Re: DCT: D compiler as a collection of libraries

2012-05-12 Thread Roman D. Boiko

On Saturday, 12 May 2012 at 05:41:16 UTC, Jonathan M Davis wrote:
It's great that you're working on this. We definitely need more 
of this sort of
stuff. However, I would point out that I'm not sure that it 
will be acceptable
for Phobos (it _may_ be, but it's not quite what we've been 
looking for).
There are two types of lexers/parsers that we've been looking 
to add to

Phobos.

1. A direct port of the lexer from dmd's C++ front-end. The API 
would be D-
ified to use ranges, but the internals would be almost 
identical to the C++
front-end so that porting changes back and forth would be very 
easy. It also
would make it easier to replace the C++ front-end with a D one 
later if the D

one is very close to the C++ one.

2. A lexer/parser generator using templates and/or CTFE to 
generate a
lexer/parser of whatever language using a BNF or EBNF grammar - 
probably
similar to what Philippe Sigaud has done to generate a parser 
using PEGs. Such
could be used to generate a lexer/parser for D or any other 
language.


What you seem to be doing is creating a D-specific parser from 
scratch, which
is great, but it's not quite what we've been looking to add to 
Phobos. That
doesn't necessarily mean that we can't or won't add it to 
Phobos once it's
complete (especially if nothing else gets done first), but it 
also may not be
acceptable, because it's not either #1 or #2. That would have 
to be decided
once it's done and ready to be reviewed for inclusion in 
Phobos. I'm not
trying to discourage you at all. I'm just pointing out that 
what you're doing
is quite what we're looking for. Regardless, it _would_ be 
interesting to be
able to compare implementations of #1 and #2 against what 
you're doing and

seeing which performs better.

- Jonathan M Davis
Yes, my project has different goals from #1 or #2. The primary 
need I'm trying to address is making development of tools for D 
development much easier. Tools are needed for D to become more 
widely used in practise. Secondary (a nice-to-have) would be to 
build a compiler on top of that. I plan to do both, but I don't 
intend to be backwards-compatible with DMD backend. I hope that 
at least part of my code will either influence or be reused in 
the reference D compiler (whatever that will be in the future).
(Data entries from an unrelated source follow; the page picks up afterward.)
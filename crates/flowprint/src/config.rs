//! Configuration types for Flowprint exports.
//!
//! This module provides configuration structures that control how diagrams
//! are exported. All types implement [`serde::Deserialize`] for flexible
//! loading from external sources; every field has a default, so a partial
//! configuration file only overrides what it names.
//!
//! # Overview
//!
//! - [`AppConfig`] - Top-level configuration combining every section.
//! - [`ExportConfig`] - Settings shared by all formats (padding, file name).
//! - [`RasterConfig`] - PNG/PDF capture settings (pixel ratio, fonts).
//! - [`VectorConfig`] - SVG reconstruction settings (node box and label look).
//! - [`ChromeConfig`] - Which interactive overlays are left out of captures.
//!
//! # Example
//!
//! ```
//! # use flowprint::config::AppConfig;
//! let config = AppConfig::default();
//! assert_eq!(config.export().padding(), 50.0);
//! assert_eq!(config.raster().pixel_ratio(), 6.0);
//! ```

use std::path::PathBuf;

use serde::Deserialize;

use flowprint_core::{
    color::Color,
    scene::{BACKGROUND_CLASS, CONTROLS_CLASS, MINIMAP_CLASS},
};

use crate::bounds::DEFAULT_PADDING;

/// Lowest accepted raster pixel ratio.
pub const MIN_PIXEL_RATIO: f32 = 1.0;
/// Highest accepted raster pixel ratio.
pub const MAX_PIXEL_RATIO: f32 = 8.0;

fn color(value: &str) -> Color {
    Color::new(value).expect("built-in color literals are valid")
}

/// Top-level application configuration.
#[derive(Debug, Clone, Default, Deserialize)]
pub struct AppConfig {
    #[serde(default)]
    export: ExportConfig,

    #[serde(default)]
    raster: RasterConfig,

    #[serde(default)]
    vector: VectorConfig,

    #[serde(default)]
    chrome: ChromeConfig,
}

impl AppConfig {
    /// Creates a new [`AppConfig`] from its sections.
    pub fn new(
        export: ExportConfig,
        raster: RasterConfig,
        vector: VectorConfig,
        chrome: ChromeConfig,
    ) -> Self {
        Self {
            export,
            raster,
            vector,
            chrome,
        }
    }

    pub fn export(&self) -> &ExportConfig {
        &self.export
    }

    pub fn raster(&self) -> &RasterConfig {
        &self.raster
    }

    pub fn vector(&self) -> &VectorConfig {
        &self.vector
    }

    pub fn chrome(&self) -> &ChromeConfig {
        &self.chrome
    }
}

/// Settings shared by every export format.
#[derive(Debug, Clone, Deserialize)]
#[serde(default)]
pub struct ExportConfig {
    /// Space added around the visible nodes, in scene units.
    padding: f32,

    /// File name stem used when the caller does not supply one.
    base_filename: String,
}

impl Default for ExportConfig {
    fn default() -> Self {
        Self {
            padding: DEFAULT_PADDING,
            base_filename: "graph".to_string(),
        }
    }
}

impl ExportConfig {
    pub fn new(padding: f32, base_filename: impl Into<String>) -> Self {
        Self {
            padding,
            base_filename: base_filename.into(),
        }
    }

    /// Returns the padding; negative values count as zero.
    pub fn padding(&self) -> f32 {
        self.padding.max(0.0)
    }

    pub fn base_filename(&self) -> &str {
        &self.base_filename
    }
}

/// Raster (PNG and PDF) capture settings.
#[derive(Debug, Clone, Deserialize)]
#[serde(default)]
pub struct RasterConfig {
    /// Oversampling factor between scene units and output pixels.
    pixel_ratio: f32,

    /// Color the bitmap is filled with before the scene is drawn.
    background_color: Color,

    /// Whether installed system fonts are available to text rendering.
    load_system_fonts: bool,

    /// Extra directories to load fonts from.
    font_dirs: Vec<PathBuf>,
}

impl Default for RasterConfig {
    fn default() -> Self {
        Self {
            pixel_ratio: 6.0,
            background_color: Color::white(),
            load_system_fonts: true,
            font_dirs: Vec::new(),
        }
    }
}

impl RasterConfig {
    pub fn with_pixel_ratio(mut self, ratio: f32) -> Self {
        self.pixel_ratio = ratio;
        self
    }

    pub fn with_system_fonts(mut self, load: bool) -> Self {
        self.load_system_fonts = load;
        self
    }

    pub fn with_font_dir(mut self, dir: impl Into<PathBuf>) -> Self {
        self.font_dirs.push(dir.into());
        self
    }

    /// Returns the pixel ratio, clamped to the supported range.
    ///
    /// A non-finite ratio falls back to the default.
    pub fn pixel_ratio(&self) -> f32 {
        if self.pixel_ratio.is_finite() {
            self.pixel_ratio.clamp(MIN_PIXEL_RATIO, MAX_PIXEL_RATIO)
        } else {
            Self::default().pixel_ratio
        }
    }

    pub fn background_color(&self) -> Color {
        self.background_color
    }

    pub fn load_system_fonts(&self) -> bool {
        self.load_system_fonts
    }

    pub fn font_dirs(&self) -> &[PathBuf] {
        &self.font_dirs
    }
}

/// SVG reconstruction settings.
#[derive(Debug, Clone, Deserialize)]
#[serde(default)]
pub struct VectorConfig {
    background_color: Color,
    corner_radius: f32,
    stroke_width: f32,
    label_font_family: String,
    label_font_size: f32,
    label_color: Color,
    /// Node fill when the node has no element in the scene.
    default_fill: Color,
    /// Node border when the node has no element in the scene.
    default_border: Color,
}

impl Default for VectorConfig {
    fn default() -> Self {
        Self {
            background_color: Color::white(),
            corner_radius: 8.0,
            stroke_width: 2.0,
            label_font_family: "system-ui, -apple-system, sans-serif".to_string(),
            label_font_size: 14.0,
            label_color: color("#111827"),
            default_fill: Color::white(),
            default_border: color("#e5e7eb"),
        }
    }
}

impl VectorConfig {
    pub fn background_color(&self) -> Color {
        self.background_color
    }

    pub fn corner_radius(&self) -> f32 {
        self.corner_radius
    }

    pub fn stroke_width(&self) -> f32 {
        self.stroke_width
    }

    pub fn label_font_family(&self) -> &str {
        &self.label_font_family
    }

    pub fn label_font_size(&self) -> f32 {
        self.label_font_size
    }

    pub fn label_color(&self) -> Color {
        self.label_color
    }

    pub fn default_fill(&self) -> Color {
        self.default_fill
    }

    pub fn default_border(&self) -> Color {
        self.default_border
    }
}

/// Interactive overlays that never appear in an export.
#[derive(Debug, Clone, Deserialize)]
#[serde(default)]
pub struct ChromeConfig {
    excluded_classes: Vec<String>,
}

impl Default for ChromeConfig {
    fn default() -> Self {
        Self {
            excluded_classes: vec![
                CONTROLS_CLASS.to_string(),
                MINIMAP_CLASS.to_string(),
                BACKGROUND_CLASS.to_string(),
            ],
        }
    }
}

impl ChromeConfig {
    pub fn new(excluded_classes: Vec<String>) -> Self {
        Self { excluded_classes }
    }

    pub fn excluded_classes(&self) -> &[String] {
        &self.excluded_classes
    }

    /// Returns true if an element with `classes` is chrome.
    pub fn is_excluded<S: AsRef<str>>(&self, classes: &[S]) -> bool {
        classes
            .iter()
            .any(|class| self.excluded_classes.iter().any(|ex| ex == class.as_ref()))
    }
}

#[cfg(test)]
mod tests {
    use super::*;

    #[test]
    fn test_defaults() {
        let config = AppConfig::default();
        assert_eq!(config.export().padding(), 50.0);
        assert_eq!(config.export().base_filename(), "graph");
        assert_eq!(config.raster().pixel_ratio(), 6.0);
        assert!(config.raster().load_system_fonts());
        assert_eq!(config.vector().corner_radius(), 8.0);
        assert_eq!(config.vector().stroke_width(), 2.0);
        assert_eq!(config.vector().label_font_size(), 14.0);
        assert_eq!(config.vector().label_color().to_hex(), "#111827");
        assert_eq!(config.vector().default_border().to_hex(), "#e5e7eb");
        assert_eq!(config.chrome().excluded_classes().len(), 3);
    }

    #[test]
    fn test_pixel_ratio_is_clamped() {
        assert_eq!(RasterConfig::default().with_pixel_ratio(0.1).pixel_ratio(), 1.0);
        assert_eq!(RasterConfig::default().with_pixel_ratio(20.0).pixel_ratio(), 8.0);
        assert_eq!(RasterConfig::default().with_pixel_ratio(2.0).pixel_ratio(), 2.0);
        assert_eq!(
            RasterConfig::default().with_pixel_ratio(f32::NAN).pixel_ratio(),
            6.0
        );
    }

    #[test]
    fn test_negative_padding_counts_as_zero() {
        assert_eq!(ExportConfig::new(-10.0, "g").padding(), 0.0);
    }

    #[test]
    fn test_chrome_filter() {
        let chrome = ChromeConfig::default();
        assert!(chrome.is_excluded(&["react", "flow__minimap"]));
        assert!(!chrome.is_excluded(&["flow__viewport"]));
        assert!(!chrome.is_excluded(&[] as &[&str]));
    }

    #[test]
    fn test_partial_deserialize() {
        let json = r##"{
            "export": { "base_filename": "pipeline" },
            "raster": { "pixel_ratio": 2 },
            "vector": { "label_color": "#000000" }
        }"##;
        let config: AppConfig = serde_json::from_str(json).unwrap();

        assert_eq!(config.export().base_filename(), "pipeline");
        assert_eq!(config.export().padding(), 50.0);
        assert_eq!(config.raster().pixel_ratio(), 2.0);
        assert_eq!(config.vector().label_color().to_hex(), "#000000");
        assert_eq!(config.vector().corner_radius(), 8.0);
    }

    #[test]
    fn test_invalid_color_is_rejected() {
        let json = r#"{ "vector": { "label_color": "not-a-color" } }"#;
        let result: Result<AppConfig, _> = serde_json::from_str(json);
        assert!(result.is_err());
    }
}
use tracing::debug;

use crate::{
    dto::catalog::CatalogGameResponse,
    error::ServiceError,
    services::match_resolver::{CatalogMatch, resolve_matches},
    state::SharedState,
};

/// One-shot search: fetch candidates for `query` and rank them.
pub async fn search_catalog(
    state: &SharedState,
    query: &str,
) -> Result<Vec<CatalogMatch>, ServiceError> {
    let query = query.trim();
    if query.is_empty() {
        return Ok(Vec::new());
    }

    let candidates = state.catalog().search(query).await?;
    let matches = resolve_matches(query, &candidates);
    debug!(
        %query,
        candidates = candidates.len(),
        matches = matches.len(),
        "catalog search resolved"
    );
    Ok(matches)
}

pub async fn game_details(
    state: &SharedState,
    id: &str,
) -> Result<CatalogGameResponse, ServiceError> {
    state
        .catalog()
        .details(id)
        .await?
        .map(CatalogGameResponse::from)
        .ok_or_else(|| ServiceError::NotFound(format!("catalog game `{id}` not found")))
}

#[cfg(test)]
mod tests {
    use super::*;
    use crate::{
        dao::catalog::{CatalogCandidateRecord, CatalogDetails},
        state::test_support::{FakeCatalog, state_with},
    };

    #[tokio::test]
    async fn blank_queries_skip_the_catalog() {
        let catalog = FakeCatalog::default();
        let state = state_with(catalog.clone()).await;
        assert!(search_catalog(&state, "   ").await.unwrap().is_empty());
        assert_eq!(catalog.call_count(), 0);
    }

    #[tokio::test]
    async fn results_are_resolved() {
        let catalog = FakeCatalog::default();
        *catalog.candidates.lock().unwrap() = vec![
            CatalogCandidateRecord {
                id: "1".into(),
                name: "Catan".into(),
                publication_year: Some(1995),
            },
            CatalogCandidateRecord {
                id: "2".into(),
                name: "Catan Promo".into(),
                publication_year: Some(2001),
            },
        ];
        let state = state_with(catalog).await;

        let matches = search_catalog(&state, "catan").await.unwrap();
        assert_eq!(matches.len(), 1);
        assert_eq!(matches[0].id, "1");
    }

    #[tokio::test]
    async fn busy_catalog_surfaces_an_error() {
        let catalog = FakeCatalog::default();
        catalog.set_busy(true);
        let state = state_with(catalog).await;
        assert!(matches!(
            search_catalog(&state, "catan").await,
            Err(ServiceError::Catalog(_))
        ));
    }

    #[tokio::test]
    async fn unknown_game_is_not_found() {
        let state = state_with(FakeCatalog::with_details(vec![CatalogDetails {
            id: "13".into(),
            title: "Catan".into(),
            ..CatalogDetails::default()
        }]))
        .await;

        assert_eq!(game_details(&state, "13").await.unwrap().title, "Catan");
        assert!(matches!(
            game_details(&state, "14").await,
            Err(ServiceError::NotFound(_))
        ));
    }
}
use axum::{
    Extension, Json, Router,
    extract::{Path, State},
    http::StatusCode,
    middleware,
    routing::{get, post},
};
use uuid::Uuid;

use crate::{
    dto::search::{SearchOutcomeResponse, SearchQueryRequest, SearchSnapshotResponse},
    error::AppError,
    routes::auth::{CurrentUser, require_user},
    services::search_service,
    state::SharedState,
};

/// Search widgets: each one applies only the results of its latest query.
pub fn router(state: SharedState) -> Router<SharedState> {
    Router::new()
        .route("/searches", post(open_search))
        .route("/searches/{id}", get(get_search).delete(close_search))
        .route("/searches/{id}/queries", post(submit_query))
        .route_layer(middleware::from_fn_with_state(state, require_user))
}

#[utoipa::path(
    post,
    path = "/searches",
    tag = "search",
    params(("X-Session-Token" = String, Header, description = "Token issued at sign-in")),
    responses((status = 200, description = "Widget opened", body = SearchSnapshotResponse))
)]
pub async fn open_search(
    State(state): State<SharedState>,
    Extension(user): Extension<CurrentUser>,
) -> Json<SearchSnapshotResponse> {
    Json(search_service::open_search(&state, user.id).await)
}

#[utoipa::path(
    get,
    path = "/searches/{id}",
    tag = "search",
    params(("X-Session-Token" = String, Header, description = "Token issued at sign-in"),
    ("id" = String, Path, description = "Identifier of the widget")),
    responses(
        (status = 200, description = "Displayed results", body = SearchSnapshotResponse),
        (status = 404, description = "Unknown widget")
    )
)]
pub async fn get_search(
    State(state): State<SharedState>,
    Extension(user): Extension<CurrentUser>,
    Path(id): Path<Uuid>,
) -> Result<Json<SearchSnapshotResponse>, AppError> {
    Ok(Json(search_service::get_search(&state, user.id, id).await?))
}

#[utoipa::path(
    delete,
    path = "/searches/{id}",
    tag = "search",
    params(("X-Session-Token" = String, Header, description = "Token issued at sign-in"),
    ("id" = String, Path, description = "Identifier of the widget")),
    responses((status = 204, description = "Widget closed"))
)]
pub async fn close_search(
    State(state): State<SharedState>,
    Extension(user): Extension<CurrentUser>,
    Path(id): Path<Uuid>,
) -> Result<StatusCode, AppError> {
    search_service::close_search(&state, user.id, id)?;
    Ok(StatusCode::NO_CONTENT)
}

/// Submit a query; `applied` is false when a newer query overtook this one.
#[utoipa::path(
    post,
    path = "/searches/{id}/queries",
    tag = "search",
    params(("X-Session-Token" = String, Header, description = "Token issued at sign-in"),
    ("id" = String, Path, description = "Identifier of the widget")),
    request_body = SearchQueryRequest,
    responses(
        (status = 200, description = "Query completed", body = SearchOutcomeResponse),
        (status = 502, description = "Catalog returned an error"),
        (status = 503, description = "Catalog is busy")
    )
)]
pub async fn submit_query(
    State(state): State<SharedState>,
    Extension(user): Extension<CurrentUser>,
    Path(id): Path<Uuid>,
    Json(payload): Json<SearchQueryRequest>,
) -> Result<Json<SearchOutcomeResponse>, AppError> {
    Ok(Json(
        search_service::submit_query(&state, user.id, id, payload).await?,
    ))
}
It is important to have a reference frontend implementation which 
can be used in many tools, otherwise a lot of effort would be 
completely wasted and no tool would comply with the D 
specification and compilers.


Re: DCT: D compiler as a collection of libraries

2012-05-12 Thread Ary Manzana

On 5/12/12 12:17 PM, Roman D. Boiko wrote:

On Saturday, 12 May 2012 at 03:32:20 UTC, Ary Manzana wrote:

As deadalnix says, I think you are over-complicating things.

I mean, to store the column and line information it's just:

if (isNewLine(c)) {
line++;
column = 0;
} else {
column++;
}

(I think you need to add that to the SourceRange class. Then copy line
and column to token on the Lexer#lex() method)
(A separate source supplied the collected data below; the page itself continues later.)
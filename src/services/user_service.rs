//! Profiles and friends lists.

use tracing::debug;
use uuid::Uuid;
use validator::Validate;

use crate::{
    dao::models::UserEntity,
    dto::{
        user::{AddFriendRequest, PublicProfile, UpdateProfileRequest, UserProfile},
        validation::normalize_email,
    },
    error::ServiceError,
    state::SharedState,
};

async fn load_user(state: &SharedState, id: Uuid) -> Result<UserEntity, ServiceError> {
    let store = state.require_session_store().await?;
    store
        .find_user(id)
        .await?
        .ok_or_else(|| ServiceError::NotFound(format!("user `{id}` not found")))
}

pub async fn get_profile(state: &SharedState, user: Uuid) -> Result<UserProfile, ServiceError> {
    Ok(load_user(state, user).await?.into())
}

pub async fn get_public_profile(
    state: &SharedState,
    user: Uuid,
) -> Result<PublicProfile, ServiceError> {
    Ok(load_user(state, user).await?.into())
}

pub async fn update_profile(
    state: &SharedState,
    user: Uuid,
    payload: UpdateProfileRequest,
) -> Result<UserProfile, ServiceError> {
    payload.validate()?;
    let name = payload.name.trim();
    if name.is_empty() {
        return Err(ServiceError::InvalidInput("name must not be blank".into()));
    }

    let mut entity = load_user(state, user).await?;
    entity.name = name.to_owned();
    let store = state.require_session_store().await?;
    Ok(store.save_user(entity).await?.into())
}

/// Friends of `user`, in the order they were added; deleted accounts are skipped.
pub async fn list_friends(
    state: &SharedState,
    user: Uuid,
) -> Result<Vec<UserProfile>, ServiceError> {
    let entity = load_user(state, user).await?;
    let store = state.require_session_store().await?;
    let friends = store.find_users(entity.friends).await?;
    Ok(friends.into_iter().map(UserProfile::from).collect())
}

/// Add the user registered under `payload.email` to the caller's friends.
pub async fn add_friend(
    state: &SharedState,
    user: Uuid,
    payload: AddFriendRequest,
) -> Result<UserProfile, ServiceError> {
    payload.validate()?;
    let store = state.require_session_store().await?;
    let email = normalize_email(&payload.email);

    let friend = store
        .find_user_by_email(email.clone())
        .await?
        .ok_or_else(|| ServiceError::NotFound(format!("no user registered as `{email}`")))?;
    if friend.id == user {
        return Err(ServiceError::InvalidInput(
            "you cannot add yourself as a friend".into(),
        ));
    }

    let mut entity = load_user(state, user).await?;
    if entity.friends.contains(&friend.id) {
        return Err(ServiceError::Conflict(format!(
            "`{email}` is already a friend"
        )));
    }
    entity.friends.push(friend.id);
    store.save_user(entity).await?;

    debug!(%user, friend = %friend.id, "friend added");
    Ok(friend.into())
}

pub async fn remove_friend(
    state: &SharedState,
    user: Uuid,
    friend: Uuid,
) -> Result<(), ServiceError> {
    let mut entity = load_user(state, user).await?;
    let before = entity.friends.len();
    entity.friends.retain(|id| *id != friend);
    if entity.friends.len() == before {
        return Err(ServiceError::NotFound(format!(
            "user `{friend}` is not a friend"
        )));
    }

    let store = state.require_session_store().await?;
    store.save_user(entity).await?;
    Ok(())
}

#[cfg(test)]
mod tests {
    use super::*;
    use crate::state::test_support::memory_state;

    async fn register(state: &SharedState, name: &str, email: &str) -> UserEntity {
        let store = state.require_session_store().await.unwrap();
        store
            .save_user(UserEntity::new(name.into(), email.into()))
            .await
            .unwrap()
    }

    fn friend_request(email: &str) -> AddFriendRequest {
        AddFriendRequest {
            email: email.into(),
        }
    }

    #[tokio::test]
    async fn friends_are_added_by_email_one_way() {
        let state = memory_state().await;
        let ada = register(&state, "Ada", "ada@example.com").await;
        let bob = register(&state, "Bob", "bob@example.com").await;

        let added = add_friend(&state, ada.id, friend_request("Bob@Example.com"))
            .await
            .unwrap();
        assert_eq!(added.id, bob.id);

        let friends = list_friends(&state, ada.id).await.unwrap();
        assert_eq!(friends.len(), 1);
        assert_eq!(friends[0].name, "Bob");
        assert!(list_friends(&state, bob.id).await.unwrap().is_empty());
    }

    #[tokio::test]
    async fn friend_rules() {
        let state = memory_state().await;
        let ada = register(&state, "Ada", "ada@example.com").await;
        register(&state, "Bob", "bob@example.com").await;

        assert!(matches!(
            add_friend(&state, ada.id, friend_request("ada@example.com")).await,
            Err(ServiceError::InvalidInput(_))
        ));
        assert!(matches!(
            add_friend(&state, ada.id, friend_request("nobody@example.com")).await,
            Err(ServiceError::NotFound(_))
        ));

        add_friend(&state, ada.id, friend_request("bob@example.com"))
            .await
            .unwrap();
        assert!(matches!(
            add_friend(&state, ada.id, friend_request("bob@example.com")).await,
            Err(ServiceError::Conflict(_))
        ));
    }

    #[tokio::test]
    async fn removing_friends() {
        let state = memory_state().await;
        let ada = register(&state, "Ada", "ada@example.com").await;
        let bob = register(&state, "Bob", "bob@example.com").await;
        add_friend(&state, ada.id, friend_request("bob@example.com"))
            .await
            .unwrap();

        remove_friend(&state, ada.id, bob.id).await.unwrap();
        assert!(list_friends(&state, ada.id).await.unwrap().is_empty());
        assert!(matches!(
            remove_friend(&state, ada.id, bob.id).await,
            Err(ServiceError::NotFound(_))
        ));
    }

    #[tokio::test]
    async fn profile_updates_are_persisted() {
        let state = memory_state().await;
        let ada = register(&state, "Ada", "ada@example.com").await;

        let updated = update_profile(
            &state,
            ada.id,
            UpdateProfileRequest {
                name: "  Ada Lovelace ".into(),
            },
        )
        .await
        .unwrap();
        assert_eq!(updated.name, "Ada Lovelace");
        assert_eq!(
            get_public_profile(&state, ada.id).await.unwrap().name,
            "Ada Lovelace"
        );
        assert!(matches!(
            get_profile(&state, Uuid::new_v4()).await,
            Err(ServiceError::NotFound(_))
        ));
    }
}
Do you really think it's that costly in terms of performance?

I think you are wasting much more memory and performance by storing
all the tokens in the lexer.

Imagine I want to implement a simple syntax highlighter: just
highlight keywords. How can I tell DCT to *not* store all tokens
because I need each one in turn? And since I'll be highlighting in the
editor I will need column and line information. That means I'll have
to do that O(log(n)) operation for every token.

So you see, for the simplest use case of a lexer the performance of
DCT is awful.

Now imagine I want to build an AST. Again, I consume the tokens one by
one, probably peeking in some cases. If I want to store line and
column information I just copy them to the AST. You say the tokens are
discarded but their data is not, and that's why their data is usually
copied.


Would it be possible for you to fork my code and tweak it for
comparison? You will definitely discover more problems this way, and
such feedback would really help me. That doesn't seem to be inadequately
much work to do.

Any other volunteers for this?


Sure, I'll do it and provide some benchmarks. Thanks for creating the issue.


Re: DCT: D compiler as a collection of libraries

2012-05-12 Thread deadalnix

Le 11/05/2012 13:50, Ary Manzana a écrit :

On 5/11/12 4:22 PM, Roman D. Boiko wrote:

What about line and column information?

Indices of the first code unit of each line are stored inside lexer and
a function will compute Location (line number, column number, file
specification) for any index. This way size of Token instance is reduced
to the minimum. It is assumed that Location can be computed on demand,
and is not needed frequently. So column is calculated by reverse walk
till previous end of line, etc. Locations will possible to calculate
both taking into account special token sequences (e.g., #line 3
ab/c.d), or discarding them.


But then how do you do to efficiently (if reverse walk is any efficient)
compute line numbers?

Usually tokens are used and discarded. I mean, somebody that uses the
lexer asks tokens, process them (for example to highlight code or to
build an AST) and then discards them. So you can reuse the same Token
instance. If you want to peek the next token, or have a buffer of token,
you can use a freelist ( http://dlang.org/memory.html#freelists , one of
the many nice things I learned by looking at DMD's source code ).

So adding line and column information is not like wasting a lot of
memory: just 8 bytes more for each token in the freelist.


SDC uses struct Location to store such data.

Every token and AST element have a member data of type location.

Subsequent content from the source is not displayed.